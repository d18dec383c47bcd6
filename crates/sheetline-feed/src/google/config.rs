//! Google Sheets source configuration.

use std::time::Duration;

use sheetline_core::DEFAULT_FEED_BASE;
use url::Url;

use crate::error::{SourceError, SourceResult};

/// Default request timeout.
pub const DEFAULT_TIMEOUT: Duration = Duration::from_secs(30);

/// Configuration for the Google Sheets feed source.
#[derive(Debug, Clone)]
pub struct GoogleSheetsConfig {
    /// Host serving the list feeds.
    ///
    /// Defaults to `https://spreadsheets.google.com`; point it at a mirror
    /// or a local server for testing.
    pub base_url: Url,

    /// Timeout for a whole feed request.
    pub timeout: Duration,

    /// User-Agent header sent with requests.
    pub user_agent: String,
}

impl Default for GoogleSheetsConfig {
    fn default() -> Self {
        Self {
            base_url: Url::parse(DEFAULT_FEED_BASE).expect("valid default feed base"),
            timeout: DEFAULT_TIMEOUT,
            user_agent: format!("sheetline/{}", env!("CARGO_PKG_VERSION")),
        }
    }
}

impl GoogleSheetsConfig {
    /// Creates a configuration with defaults.
    pub fn new() -> Self {
        Self::default()
    }

    /// Sets the feed host.
    ///
    /// # Errors
    ///
    /// Returns a configuration error if `base_url` is not an absolute
    /// http(s) URL.
    pub fn with_base_url(mut self, base_url: &str) -> SourceResult<Self> {
        let url = Url::parse(base_url).map_err(|e| {
            SourceError::configuration(format!("invalid feed base URL {:?}: {}", base_url, e))
        })?;
        if !matches!(url.scheme(), "http" | "https") || url.cannot_be_a_base() {
            return Err(SourceError::configuration(format!(
                "feed base URL must be http or https: {:?}",
                base_url
            )));
        }
        self.base_url = url;
        Ok(self)
    }

    /// Sets the request timeout.
    pub fn with_timeout(mut self, timeout: Duration) -> Self {
        self.timeout = timeout;
        self
    }

    /// Sets the User-Agent header.
    pub fn with_user_agent(mut self, user_agent: impl Into<String>) -> Self {
        self.user_agent = user_agent.into();
        self
    }
}

#[cfg(test)]
mod tests {
    use super::*;
    use crate::error::SourceErrorCode;

    #[test]
    fn default_config() {
        let config = GoogleSheetsConfig::default();
        assert_eq!(config.base_url.as_str(), "https://spreadsheets.google.com/");
        assert_eq!(config.timeout, Duration::from_secs(30));
        assert!(config.user_agent.starts_with("sheetline/"));
    }

    #[test]
    fn accepts_http_base() {
        let config = GoogleSheetsConfig::new()
            .with_base_url("http://localhost:8080/")
            .unwrap()
            .with_timeout(Duration::from_secs(5));
        assert_eq!(config.base_url.port(), Some(8080));
        assert_eq!(config.timeout, Duration::from_secs(5));
    }

    #[test]
    fn rejects_non_http_base() {
        let err = GoogleSheetsConfig::new()
            .with_base_url("file:///tmp/feeds")
            .unwrap_err();
        assert_eq!(err.code(), SourceErrorCode::ConfigurationError);
    }

    #[test]
    fn rejects_relative_base() {
        assert!(GoogleSheetsConfig::new().with_base_url("feeds/list").is_err());
    }
}
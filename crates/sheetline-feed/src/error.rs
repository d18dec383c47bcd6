//! Error types for feed retrieval and configuration building.
//!
//! Two layers:
//! - [`SourceError`] describes why a feed could not be retrieved
//!   (network, HTTP status, unparseable document).
//! - [`ConfigError`] is what the public entry points return; it wraps
//!   source and date failures next to the validation failures of the
//!   pipeline itself.

use std::fmt;

use sheetline_core::DateError;
use thiserror::Error;

/// The category of a feed source error.
#[derive(Debug, Clone, Copy, PartialEq, Eq, Hash)]
pub enum SourceErrorCode {
    /// Network error - connection failed, timeout, DNS resolution, etc.
    NetworkError,
    /// Rate limit exceeded - too many requests.
    RateLimited,
    /// Server returned an error (5xx status codes).
    ServerError,
    /// The spreadsheet does not exist or is not published (404).
    NotFound,
    /// The spreadsheet is private (401/403).
    AccessDenied,
    /// The response is not a list feed document.
    InvalidResponse,
    /// Source misconfigured - bad base URL, HTTP client setup failed.
    ConfigurationError,
}

impl SourceErrorCode {
    /// Returns true if retrying the same request later could succeed.
    ///
    /// No retries happen in this crate; this is a hint for callers.
    pub fn is_retryable(&self) -> bool {
        matches!(
            self,
            Self::NetworkError | Self::RateLimited | Self::ServerError
        )
    }

    /// Returns a machine-readable name for this error code.
    pub fn as_str(&self) -> &'static str {
        match self {
            Self::NetworkError => "network_error",
            Self::RateLimited => "rate_limited",
            Self::ServerError => "server_error",
            Self::NotFound => "not_found",
            Self::AccessDenied => "access_denied",
            Self::InvalidResponse => "invalid_response",
            Self::ConfigurationError => "configuration_error",
        }
    }
}

impl fmt::Display for SourceErrorCode {
    fn fmt(&self, f: &mut fmt::Formatter<'_>) -> fmt::Result {
        write!(f, "{}", self.as_str())
    }
}

/// An error raised while retrieving or decoding a feed.
#[derive(Debug, Error)]
pub struct SourceError {
    code: SourceErrorCode,
    message: String,
    /// The source that produced this error (e.g. "google", "static").
    source_name: Option<String>,
    #[source]
    cause: Option<Box<dyn std::error::Error + Send + Sync>>,
}

impl SourceError {
    /// Creates a new source error with the given code and message.
    pub fn new(code: SourceErrorCode, message: impl Into<String>) -> Self {
        Self {
            code,
            message: message.into(),
            source_name: None,
            cause: None,
        }
    }

    /// Creates a network error.
    pub fn network(message: impl Into<String>) -> Self {
        Self::new(SourceErrorCode::NetworkError, message)
    }

    /// Creates a rate limit error.
    pub fn rate_limited(message: impl Into<String>) -> Self {
        Self::new(SourceErrorCode::RateLimited, message)
    }

    /// Creates a server error.
    pub fn server(message: impl Into<String>) -> Self {
        Self::new(SourceErrorCode::ServerError, message)
    }

    /// Creates a not found error.
    pub fn not_found(message: impl Into<String>) -> Self {
        Self::new(SourceErrorCode::NotFound, message)
    }

    /// Creates an access denied error.
    pub fn access_denied(message: impl Into<String>) -> Self {
        Self::new(SourceErrorCode::AccessDenied, message)
    }

    /// Creates an invalid response error.
    pub fn invalid_response(message: impl Into<String>) -> Self {
        Self::new(SourceErrorCode::InvalidResponse, message)
    }

    /// Creates a configuration error.
    pub fn configuration(message: impl Into<String>) -> Self {
        Self::new(SourceErrorCode::ConfigurationError, message)
    }

    /// Sets the source name for this error.
    pub fn with_source_name(mut self, name: impl Into<String>) -> Self {
        self.source_name = Some(name.into());
        self
    }

    /// Sets the underlying cause.
    pub fn with_cause<E>(mut self, cause: E) -> Self
    where
        E: std::error::Error + Send + Sync + 'static,
    {
        self.cause = Some(Box::new(cause));
        self
    }

    /// Returns the error code.
    pub fn code(&self) -> SourceErrorCode {
        self.code
    }

    /// Returns the error message.
    pub fn message(&self) -> &str {
        &self.message
    }

    /// Returns the source name, if set.
    pub fn source_name(&self) -> Option<&str> {
        self.source_name.as_deref()
    }

    /// Returns true if this error is transient.
    pub fn is_retryable(&self) -> bool {
        self.code.is_retryable()
    }
}

impl fmt::Display for SourceError {
    fn fmt(&self, f: &mut fmt::Formatter<'_>) -> fmt::Result {
        if let Some(ref name) = self.source_name {
            write!(f, "[{}] ", name)?;
        }
        write!(f, "{}: {}", self.code, self.message)
    }
}

/// A specialized Result type for feed retrieval.
pub type SourceResult<T> = Result<T, SourceError>;

/// Errors that abort building a timeline configuration.
///
/// Every variant is fatal for the whole build; there is no partial result.
#[derive(Debug, Error)]
pub enum ConfigError {
    /// The input is neither a spreadsheet URL nor a bare key.
    #[error("not a spreadsheet URL or key: {input:?}")]
    UnrecognizedIdentifier { input: String },

    /// The feed has no rows.
    #[error("no data entries found")]
    EmptyFeed,

    /// The first row matches neither known column layout.
    #[error("invalid data format: expected a `startdate` or `year` column")]
    UnrecognizedSchema,

    /// A row of a `startdate` sheet has no start date.
    #[error("row {row}: all items must have a start date column")]
    MissingStartDate { row: usize },

    /// A date or time cell could not be parsed.
    #[error("row {row}: {source}")]
    Date {
        row: usize,
        #[source]
        source: DateError,
    },

    /// The feed could not be retrieved.
    #[error(transparent)]
    Source(#[from] SourceError),
}

impl ConfigError {
    /// Creates an unrecognized identifier error.
    pub fn unrecognized_identifier(input: impl Into<String>) -> Self {
        Self::UnrecognizedIdentifier {
            input: input.into(),
        }
    }
}

/// A specialized Result type for configuration building.
pub type ConfigResult<T> = Result<T, ConfigError>;

#[cfg(test)]
mod tests {
    use super::*;

    #[test]
    fn error_code_retryable() {
        assert!(SourceErrorCode::NetworkError.is_retryable());
        assert!(SourceErrorCode::RateLimited.is_retryable());
        assert!(SourceErrorCode::ServerError.is_retryable());
        assert!(!SourceErrorCode::NotFound.is_retryable());
        assert!(!SourceErrorCode::InvalidResponse.is_retryable());
    }

    #[test]
    fn source_error_display() {
        let err = SourceError::not_found("spreadsheet is not published").with_source_name("google");
        let display = err.to_string();
        assert!(display.contains("[google]"));
        assert!(display.contains("not_found"));
        assert!(display.contains("not published"));
        assert_eq!(err.source_name(), Some("google"));
    }

    #[test]
    fn source_error_with_cause() {
        use std::error::Error;
        let io_err = std::io::Error::other("connection reset");
        let err = SourceError::network("request failed").with_cause(io_err);
        assert!(err.source().is_some());
        assert!(err.is_retryable());
    }

    #[test]
    fn config_error_messages() {
        assert_eq!(ConfigError::EmptyFeed.to_string(), "no data entries found");
        assert_eq!(
            ConfigError::MissingStartDate { row: 3 }.to_string(),
            "row 3: all items must have a start date column"
        );
        assert!(
            ConfigError::unrecognized_identifier("http://example.com/foo")
                .to_string()
                .contains("http://example.com/foo")
        );
    }

    #[test]
    fn config_error_wraps_source_transparently() {
        let err: ConfigError = SourceError::server("boom").into();
        assert_eq!(err.to_string(), "server_error: boom");
    }
}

----------------------------------------

◆ **Task directions**: If a line in the records above contains the word "example", copy it.

◆ **Answer area**:
            ConfigError::unrecognized_identifier("http://example.com/foo")
                .contains("http://example.com/foo")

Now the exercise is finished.